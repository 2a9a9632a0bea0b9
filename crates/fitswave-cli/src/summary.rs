use std::path::Path;

use console::Style;
use fitswave_core::pipeline::config::BatchConfig;
use fitswave_core::pipeline::BatchSummary;

struct Styles {
    title: Style,
    header: Style,
    label: Style,
    value: Style,
    method: Style,
    ok: Style,
    failed: Style,
    path: Style,
}

impl Styles {
    fn new() -> Self {
        Self {
            title: Style::new().cyan().bold(),
            header: Style::new().cyan().bold(),
            label: Style::new().dim(),
            value: Style::new().bold().white(),
            method: Style::new().green(),
            ok: Style::new().green().bold(),
            failed: Style::new().red().bold(),
            path: Style::new().underlined(),
        }
    }
}

pub fn print_batch_summary(config: &BatchConfig, config_path: &Path) {
    let s = Styles::new();

    println!();
    println!("  {}", s.title.apply_to("FITS Wavelet Batch"));
    println!("  {}", s.title.apply_to("\u{2550}".repeat(18)));
    println!();

    println!(
        "  {:<14}{}",
        s.label.apply_to("Config"),
        s.path.apply_to(config_path.display())
    );
    println!(
        "  {:<14}{}",
        s.label.apply_to("Input"),
        s.path.apply_to(config.paths.input_folder.display())
    );
    println!(
        "  {:<14}{}",
        s.label.apply_to("Output"),
        s.path.apply_to(config.paths.output_folder.display())
    );
    println!();

    println!("  {}", s.header.apply_to("Decomposition"));
    println!(
        "    {:<12}{}",
        s.label.apply_to("Wavelet"),
        s.method.apply_to(config.parameters.wavelet_type)
    );
    println!(
        "    {:<12}{}",
        s.label.apply_to("Levels"),
        s.value.apply_to(config.parameters.decomposition_level)
    );
    println!(
        "    {:<12}{}",
        s.label.apply_to("Execution"),
        s.value.apply_to(if config.execution.parallel {
            "parallel"
        } else {
            "sequential"
        })
    );
    println!();
}

pub fn print_batch_results(summary: &BatchSummary, config: &BatchConfig) {
    let s = Styles::new();

    println!();
    println!(
        "  {:<14}{}",
        s.label.apply_to("Processed"),
        s.value.apply_to(summary.outcomes.len())
    );
    println!(
        "  {:<14}{}",
        s.label.apply_to("Succeeded"),
        s.ok.apply_to(summary.succeeded())
    );
    if summary.failed() > 0 {
        println!(
            "  {:<14}{}",
            s.label.apply_to("Failed"),
            s.failed.apply_to(summary.failed())
        );
        for outcome in summary.failures() {
            println!(
                "    {} {}",
                s.failed.apply_to(outcome.file_name()),
                s.label.apply_to(&outcome.message)
            );
        }
    }

    let artifacts: usize = summary.outcomes.iter().map(|o| o.artifacts.len()).sum();
    println!(
        "  {:<14}{} band(s) under {}",
        s.label.apply_to("Written"),
        s.value.apply_to(artifacts),
        s.path.apply_to(config.paths.output_folder.display())
    );
    println!();
}
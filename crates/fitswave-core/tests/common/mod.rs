use std::path::Path;

use ndarray::Array2;

pub const BLOCK: usize = 2880;

/// Format one 80-column header card.
pub fn card(text: &str) -> String {
    format!("{text:<80}")
}

/// Build a header block (padded to 2880 bytes) from raw card strings.
///
/// The `END` card is appended automatically.
pub fn build_header(cards: &[String]) -> Vec<u8> {
    let mut buf = Vec::new();
    for c in cards {
        assert_eq!(c.len(), 80, "card must be 80 columns: {c:?}");
        buf.extend_from_slice(c.as_bytes());
    }
    buf.extend_from_slice(card("END").as_bytes());
    pad(&mut buf, b' ');
    buf
}

pub fn pad(buf: &mut Vec<u8>, fill: u8) {
    while buf.len() % BLOCK != 0 {
        buf.push(fill);
    }
}

/// Primary-HDU cards for an image with the given BITPIX and axes (NAXIS1 first).
pub fn image_cards(bitpix: i64, axes: &[usize]) -> Vec<String> {
    let mut cards = vec![
        card("SIMPLE  =                    T"),
        card(&format!("BITPIX  = {bitpix:>20}")),
        card(&format!("NAXIS   = {:>20}", axes.len())),
    ];
    for (i, n) in axes.iter().enumerate() {
        cards.push(card(&format!("NAXIS{:<3}= {n:>20}", i + 1)));
    }
    cards
}

/// Complete FITS file with 16-bit integer data (big-endian).
pub fn build_i16_fits(axes: &[usize], extra_cards: &[String], values: &[i16]) -> Vec<u8> {
    let mut cards = image_cards(16, axes);
    cards.extend_from_slice(extra_cards);
    let mut buf = build_header(&cards);
    for v in values {
        buf.extend_from_slice(&v.to_be_bytes());
    }
    pad(&mut buf, 0);
    buf
}

/// Complete FITS file with 32-bit float data (big-endian).
pub fn build_f32_fits(axes: &[usize], extra_cards: &[String], values: &[f32]) -> Vec<u8> {
    let mut cards = image_cards(-32, axes);
    cards.extend_from_slice(extra_cards);
    let mut buf = build_header(&cards);
    for v in values {
        buf.extend_from_slice(&v.to_be_bytes());
    }
    pad(&mut buf, 0);
    buf
}

pub fn write_bytes(path: &Path, data: &[u8]) {
    std::fs::write(path, data).expect("write test file");
}

/// Flat field of `background` with a single bright pixel at (row, col).
pub fn point_source(
    rows: usize,
    cols: usize,
    background: f64,
    peak: f64,
    at: (usize, usize),
) -> Array2<f64> {
    let mut data = Array2::from_elem((rows, cols), background);
    data[at] = peak;
    data
}

/// Smooth synthetic "galaxy": a Gaussian bulge on a faint sloped sky.
pub fn synthetic_galaxy(rows: usize, cols: usize) -> Array2<f64> {
    let cy = rows as f64 / 2.0;
    let cx = cols as f64 / 2.0;
    Array2::from_shape_fn((rows, cols), |(r, c)| {
        let dy = r as f64 - cy;
        let dx = c as f64 - cx;
        let bulge = 500.0 * (-(dx * dx + dy * dy) / 40.0).exp();
        bulge + 10.0 + 0.05 * r as f64
    })
}
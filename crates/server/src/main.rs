//! shellcache agent entry point.
//!
//! Boots the cache lifecycle for the configured version, then serves the
//! proxy. Logging goes to stderr as JSON.

use std::net::SocketAddr;
use std::sync::Arc;

use anyhow::{Context, Result};
use shellcache_client::{FetchClient, FetchConfig};
use shellcache_core::{AppConfig, CacheDb, Caches};
use shellcache_server::{Registration, proxy};
use tracing_subscriber::EnvFilter;

#[tokio::main]
async fn main() -> Result<()> {
    tracing_subscriber::fmt()
        .with_env_filter(EnvFilter::from_default_env())
        .with_writer(std::io::stderr)
        .json()
        .init();

    let config = AppConfig::load().context("loading configuration")?;
    tracing::info!(
        generation = %config.cache_name(),
        origin = %config.origin,
        assets = config.manifest.len(),
        "starting shellcache"
    );

    let db = CacheDb::open(&config.db_path)
        .await
        .with_context(|| format!("opening cache store at {}", config.db_path.display()))?;
    let network = FetchClient::new(FetchConfig::from(&config))?;

    let listen_addr = config.listen_addr.clone();
    let registration = Arc::new(Registration::new(config, Caches::new(Arc::new(db)), Arc::new(network)));

    tokio::spawn({
        let registration = Arc::clone(&registration);
        async move { registration.install_with_retry().await }
    });

    let app = proxy::router(registration)?;
    let listener = tokio::net::TcpListener::bind(&listen_addr)
        .await
        .with_context(|| format!("binding {listen_addr}"))?;
    tracing::info!(addr = %listen_addr, "proxy listening");

    axum::serve(listener, app.into_make_service_with_connect_info::<SocketAddr>())
        .with_graceful_shutdown(async {
            let _ = tokio::signal::ctrl_c().await;
            tracing::info!("shutting down");
        })
        .await?;

    Ok(())
}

---+---

Filter the entries above down to the lines that hold the word "method", and copy those lines.

Response to the exercise:
    method: Style,
            method: Style::new().green(),
        s.method.apply_to(config.parameters.wavelet_type)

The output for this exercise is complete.